The solution could be human cerebral organoids, which contain neurons and other brain cells. The Salk lab has been using stem cells to generate these small (around 4 mm) 3D structures in a dish for some time and wanted to investigate how they could be applied to study GBM.

They used the CRISPR-Cas9 tool to edit two genes closely associated with cancer, HRas and p53, in a few cells in an organoid. HRas is a cancer oncogene that drives rampant cell growth, while p53 is a tumor suppressor. In other words, they took their foot off the brake and stomped on the gas.

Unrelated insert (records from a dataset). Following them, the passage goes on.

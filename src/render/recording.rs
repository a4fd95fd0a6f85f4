//! # Recording Renderer
//!
//! A renderer that records every draw op instead of producing ink. It
//! serves two purposes: it is the reference backend for tests (fixed
//! per-character text metrics make measurement deterministic), and its
//! `finish` output is the JSON document-bytes form of the laid-out pages.

use crate::env::Environment;
use crate::error::LayoutError;
use crate::geometry::{BlockSize, Point, Proposal, Rect, Size};
use crate::render::{DrawOp, RecordedPage, RenderLayer, Renderer, StateChange};
use crate::style::{Color, ShapeKind, TextTruncation};

/// Fraction of the font size one character advances.
const CHAR_ADVANCE: f64 = 0.5;
/// Line height as a multiple of the font size.
const LINE_HEIGHT: f64 = 1.2;

/// Records draw ops per page; committed-layer only.
#[derive(Debug, Default)]
pub struct RecordingRenderer {
    pages: Vec<RecordedPage>,
    layer: Option<RenderLayer>,
}

impl RecordingRenderer {
    pub fn new() -> Self {
        Self::default()
    }

    /// The pages recorded by the committed pass.
    pub fn pages(&self) -> &[RecordedPage] {
        &self.pages
    }

    /// Count ops across all pages matching a predicate.
    pub fn count_ops(&self, pred: impl Fn(&DrawOp) -> bool) -> usize {
        self.pages
            .iter()
            .flat_map(|p| p.ops.iter())
            .filter(|op| pred(op))
            .count()
    }

    fn committing(&self) -> bool {
        self.layer == Some(RenderLayer::Committed)
    }

    fn record(&mut self, op: DrawOp) {
        if !self.committing() {
            return;
        }
        if let Some(page) = self.pages.last_mut() {
            page.ops.push(op);
        }
    }

    /// Break `content` into greedy word-wrapped lines that fit `avail`.
    /// Every line holds at least one word, so oversized words do not loop.
    fn wrap_lines(content: &str, advance: f64, avail: f64) -> Vec<String> {
        let mut lines = Vec::new();
        let mut line = String::new();
        for word in content.split_whitespace() {
            let candidate_len = if line.is_empty() {
                word.chars().count()
            } else {
                line.chars().count() + 1 + word.chars().count()
            };
            if !line.is_empty() && candidate_len as f64 * advance > avail {
                lines.push(std::mem::take(&mut line));
                line.push_str(word);
            } else {
                if !line.is_empty() {
                    line.push(' ');
                }
                line.push_str(word);
            }
        }
        if !line.is_empty() {
            lines.push(line);
        }
        lines
    }
}

impl Renderer for RecordingRenderer {
    fn set_layer(&mut self, layer: RenderLayer) {
        self.layer = Some(layer);
    }

    fn start_page(&mut self, size: Size) {
        if self.committing() {
            self.pages.push(RecordedPage {
                width: size.width,
                height: size.height,
                ops: Vec::new(),
            });
        }
    }

    fn measure_text(&mut self, content: &str, env: &Environment, proposal: Proposal) -> BlockSize {
        if content.is_empty() {
            return BlockSize::ZERO;
        }
        let advance = env.font.size * CHAR_ADVANCE;
        let line_h = env.font.size * LINE_HEIGHT;
        let natural = content.chars().count() as f64 * advance;
        let longest_word = content
            .split_whitespace()
            .map(|w| w.chars().count() as f64 * advance)
            .fold(0.0_f64, f64::max);

        let avail = Proposal::bounded(proposal.width, f64::INFINITY);
        let single_line = env.truncation != TextTruncation::Wrap || natural <= avail;
        if single_line {
            let width = natural.min(avail);
            return BlockSize::new(
                Size::new(longest_word.min(width), line_h),
                Size::new(width, line_h),
            );
        }

        let lines = Self::wrap_lines(content, advance, avail);
        let widest = lines
            .iter()
            .map(|l| l.chars().count() as f64 * advance)
            .fold(0.0_f64, f64::max);
        let height = lines.len() as f64 * line_h;
        BlockSize::new(
            Size::new(longest_word.min(avail), height),
            Size::new(widest.min(avail), height),
        )
    }

    fn draw_text(&mut self, content: &str, env: &Environment, rect: Rect) {
        let advance = env.font.size * CHAR_ADVANCE;
        let natural = content.chars().count() as f64 * advance;
        let slack = (rect.width - natural).max(0.0);
        let x = rect.x + slack * env.text_alignment.fraction();
        self.record(DrawOp::Text {
            content: content.to_string(),
            x,
            y: rect.y,
            width: rect.width.min(natural.max(0.0)).min(rect.width),
            height: rect.height,
            font_family: env.font.family.clone(),
            font_size: env.font.size,
            color: env.foreground,
        });
    }

    fn draw_shape(&mut self, kind: ShapeKind, env: &Environment, rect: Rect) {
        self.record(DrawOp::Shape {
            kind,
            x: rect.x,
            y: rect.y,
            width: rect.width,
            height: rect.height,
            fill: env.background,
            stroke: env.stroke.color,
            stroke_width: env.stroke.width,
        });
    }

    fn draw_line(&mut self, env: &Environment, from: Point, to: Point) {
        self.record(DrawOp::Line {
            x1: from.x,
            y1: from.y,
            x2: to.x,
            y2: to.y,
            stroke: env.stroke.color,
            stroke_width: env.stroke.width,
        });
    }

    fn draw_border(&mut self, color: Color, width: f64, rect: Rect) {
        self.record(DrawOp::Border {
            x: rect.x,
            y: rect.y,
            width: rect.width,
            height: rect.height,
            color,
            stroke_width: width,
        });
    }

    fn draw_image(&mut self, name: &str, _env: &Environment, rect: Rect) {
        self.record(DrawOp::Image {
            name: name.to_string(),
            x: rect.x,
            y: rect.y,
            width: rect.width,
            height: rect.height,
        });
    }

    fn push_state(&mut self, change: StateChange) {
        self.record(DrawOp::PushState(change));
    }

    fn pop_state(&mut self) {
        self.record(DrawOp::PopState);
    }

    fn finish(&mut self) -> Result<Vec<u8>, LayoutError> {
        Ok(serde_json::to_vec_pretty(&self.pages)?)
    }
}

These organoids turned into tumor-like structures in the dish—they grew aggressively and had several biomarkers associated with GBM. Eventually, they took over the organoids, supplanting the original cells with tumor tissue. In addition, they could be serially transplanted into animal models, where they were also quite aggressive.

This approach offers a number of advantages. Editing p53 and HRas in just a few cells better replicates how GBMs actually develop in people—they don't start as thousands of cells at once (like a xenograft) but rather as one or two aberrant cells.

The team added a fluorescent red marker, called tdTomato, to the oncogenic HRas. As those cells took over the organoids, the researchers could track their progression. In addition, when the organoid tumors were transplanted into the brains of mice, they grew rapidly and resembled tumors taken from patients, offering easier access to samples.

"You can phenocopy the properties of the tumors in a mouse," says Ogawa, "and now we can give them drugs to see if they are effective. We can also test the tumor's ability to invade normal brain tissue."

These organoids could also host human tumor samples and some GBM cell lines. This model could be used to personalize care. Researchers and clinicians could transplant the cancer cells from patients to make organoid models. As a result, they could study how a tumor responds to treatment in cells that match the patient's genome. While the organoids lack endothelial cells and an immune system (which would give them more complexity and help them better replicate actual brain tissue), this model could be quite useful in studying a variety of brain metastatic cancers, not just GBM.